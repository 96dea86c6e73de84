use std::path::PathBuf;
use thiserror::Error;

/// Main error type for the retriage engine
#[derive(Error, Debug)]
pub enum RetriageError {
    /// Configuration related errors
    #[error("Configuration error: {0}")]
    Config(String),

    /// Configuration validation errors
    #[error("Configuration validation failed: {errors:?}")]
    ConfigValidation { errors: Vec<ValidationError> },

    /// Configuration file not found
    #[error("Configuration file not found: {path}")]
    ConfigNotFound { path: PathBuf },

    /// Invalid configuration value
    #[error("Invalid configuration value at {path}: {message}")]
    InvalidConfigValue { path: String, message: String },

    /// Detection query against an id the corpus has never seen.
    /// Distinct from an empty result: the query itself was invalid.
    #[error("Report not found in corpus: {id}")]
    ReportNotFound { id: String },

    /// IO errors
    #[error("IO error: {context}: {source}")]
    Io {
        source: std::io::Error,
        context: String,
    },

    /// TOML deserialization errors
    #[error("TOML error: {0}")]
    Toml(#[from] toml::de::Error),

    /// TOML serialization errors
    #[error("TOML serialization error: {0}")]
    TomlSerialization(#[from] toml::ser::Error),

    /// JSON errors
    #[error("JSON error: {context}: {source}")]
    Json {
        source: serde_json::Error,
        context: String,
    },

    /// Generic errors
    #[error(transparent)]
    Other(#[from] anyhow::Error),
}

/// Configuration validation error
#[derive(Debug, Clone)]
pub struct ValidationError {
    /// Path to the configuration key that failed validation
    pub path: String,
    /// Error message describing the validation failure
    pub message: String,
}

impl ValidationError {
    pub fn new(path: impl Into<String>, message: impl Into<String>) -> Self {
        Self {
            path: path.into(),
            message: message.into(),
        }
    }
}

/// Result type for retriage operations
pub type Result<T> = std::result::Result<T, RetriageError>;
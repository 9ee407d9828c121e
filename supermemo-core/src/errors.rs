use std::fmt;
use thiserror::Error;

/// The value that failed validation.
#[derive(Clone, Debug, PartialEq)]
pub enum InvalidValue {
    Quality(i32),
    Performance(f64),
}

impl fmt::Display for InvalidValue {
    fn fmt(&self, f: &mut fmt::Formatter<'_>) -> fmt::Result {
        match self {
            InvalidValue::Quality(q) => write!(f, "quality {q}"),
            InvalidValue::Performance(p) => write!(f, "performance {p:.6}"),
        }
    }
}

#[derive(Clone, Debug, Error, PartialEq)]
pub enum CoreError {
    #[error("invalid parameter: {0}")]
    InvalidParameter(InvalidValue),
    #[error("review day out of range: {days} days after day {from}")]
    DayOverflow { from: i64, days: f64 },
    #[error("invalid config: {0}")]
    InvalidConfig(&'static str),
}
use crate::{
    CoreError, DayIndex, DIFFICULTY_DEFAULT, EF_DEFAULT, EF_MIN, GRADUATING_INTERVAL,
    INTERVAL_DEFAULT, PERCENT_OVERDUE_MAX, PERFORMANCE_THRESHOLD, QUALITY_DEFAULT, QUALITY_MAX,
};
use serde::{Deserialize, Serialize};

#[derive(Clone, Debug, PartialEq, Serialize, Deserialize)]
#[serde(default)]
pub struct ClassicConfig {
    pub default_ef: f64,
    pub min_ef: f64,
    pub initial_interval: u32,
    /// Grades below this restart the item.
    pub passing_quality: u8,
    pub graduating_interval: u32,
}

impl Default for ClassicConfig {
    fn default() -> Self {
        Self {
            default_ef: EF_DEFAULT,
            min_ef: EF_MIN,
            initial_interval: INTERVAL_DEFAULT,
            passing_quality: QUALITY_DEFAULT,
            graduating_interval: GRADUATING_INTERVAL,
        }
    }
}

impl ClassicConfig {
    pub fn validate(&self) -> Result<(), CoreError> {
        if !(self.min_ef > 0.0) {
            return Err(CoreError::InvalidConfig("min_ef must be positive"));
        }
        if !(self.default_ef >= self.min_ef) {
            return Err(CoreError::InvalidConfig("default_ef must be at least min_ef"));
        }
        if self.initial_interval < 1 || self.graduating_interval < 1 {
            return Err(CoreError::InvalidConfig("intervals must be at least one day"));
        }
        if self.passing_quality > QUALITY_MAX {
            return Err(CoreError::InvalidConfig("passing_quality must be in 0..=5"));
        }
        Ok(())
    }
}

#[derive(Clone, Debug, PartialEq, Serialize, Deserialize)]
#[serde(default)]
pub struct PlusConfig {
    /// Performances below this count as a failed recall.
    pub performance_threshold: f64,
    pub default_difficulty: f64,
    pub max_percent_overdue: f64,
    pub initial_days_between_reviews: f64,
    /// Review date stamped on new items, whatever day they are created on.
    pub initial_review_date: DayIndex,
}

impl Default for PlusConfig {
    fn default() -> Self {
        Self {
            performance_threshold: PERFORMANCE_THRESHOLD,
            default_difficulty: DIFFICULTY_DEFAULT,
            max_percent_overdue: PERCENT_OVERDUE_MAX,
            initial_days_between_reviews: 1.0,
            initial_review_date: 1,
        }
    }
}

impl PlusConfig {
    pub fn validate(&self) -> Result<(), CoreError> {
        if !(0.0..=1.0).contains(&self.performance_threshold) {
            return Err(CoreError::InvalidConfig("performance_threshold must be in [0, 1]"));
        }
        if !(0.0..=1.0).contains(&self.default_difficulty) {
            return Err(CoreError::InvalidConfig("default_difficulty must be in [0, 1]"));
        }
        if !(self.max_percent_overdue > 0.0) {
            return Err(CoreError::InvalidConfig("max_percent_overdue must be positive"));
        }
        if !(self.initial_days_between_reviews > 0.0) {
            return Err(CoreError::InvalidConfig(
                "initial_days_between_reviews must be positive",
            ));
        }
        Ok(())
    }
}

/// Both scheduler configurations, as read from a config file.
#[derive(Clone, Debug, Default, PartialEq, Serialize, Deserialize)]
#[serde(default)]
pub struct SchedulerConfig {
    pub classic: ClassicConfig,
    pub plus: PlusConfig,
}

impl SchedulerConfig {
    pub fn from_json(s: &str) -> Result<Self, serde_json::Error> {
        serde_json::from_str(s)
    }

    pub fn validate(&self) -> Result<(), CoreError> {
        self.classic.validate()?;
        self.plus.validate()
    }
}
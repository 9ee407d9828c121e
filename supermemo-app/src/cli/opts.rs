use chrono::NaiveDate;
use clap::{ArgAction, Args, Parser, Subcommand};
use std::path::PathBuf;

#[derive(Debug, Parser, Clone)]
#[command(name = "supermemo", version, about = "SM2 / SM2+ review simulator")]
pub struct Cli {
    /// JSON file with `classic` and/or `plus` scheduler settings
    #[arg(long, global = true)]
    pub config: Option<PathBuf>,

    /// Print one JSON object per line instead of text
    #[arg(long, global = true)]
    pub json: bool,

    /// Raise log verbosity (-v debug, -vv trace)
    #[arg(short, long, global = true, action = ArgAction::Count)]
    pub verbose: u8,

    #[command(subcommand)]
    pub cmd: Command,
}

#[derive(Debug, Subcommand, Clone)]
pub enum Command {
    /// Run a fresh item through classic SM2 grades (0-5)
    Classic(ClassicCmd),
    /// Run a fresh item through SM2+ performances (0.0-1.0)
    Plus(PlusCmd),
    /// Replay the built-in reference sequences
    Demo,
}

#[derive(Debug, Args, Clone)]
pub struct ClassicCmd {
    #[arg(required = true, allow_negative_numbers = true)]
    pub qualities: Vec<i32>,
}

#[derive(Debug, Args, Clone)]
pub struct PlusCmd {
    #[arg(required = true, allow_negative_numbers = true)]
    pub performances: Vec<f64>,

    /// Day index the item is created on (defaults to the configured initial review date)
    #[arg(long, conflicts_with = "start_date")]
    pub start_day: Option<i64>,

    /// Calendar date the item is created on (YYYY-MM-DD)
    #[arg(long)]
    pub start_date: Option<NaiveDate>,

    /// Explicit review day for each performance, in order.
    /// Without it each review follows the scheduled interval.
    #[arg(long = "on")]
    pub days: Vec<i64>,
}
● ● ● ●
# EXERCISE
The answer should be a single number: how many lines of the entries hold "PartialEq".

# RESULT OF THE TASK
5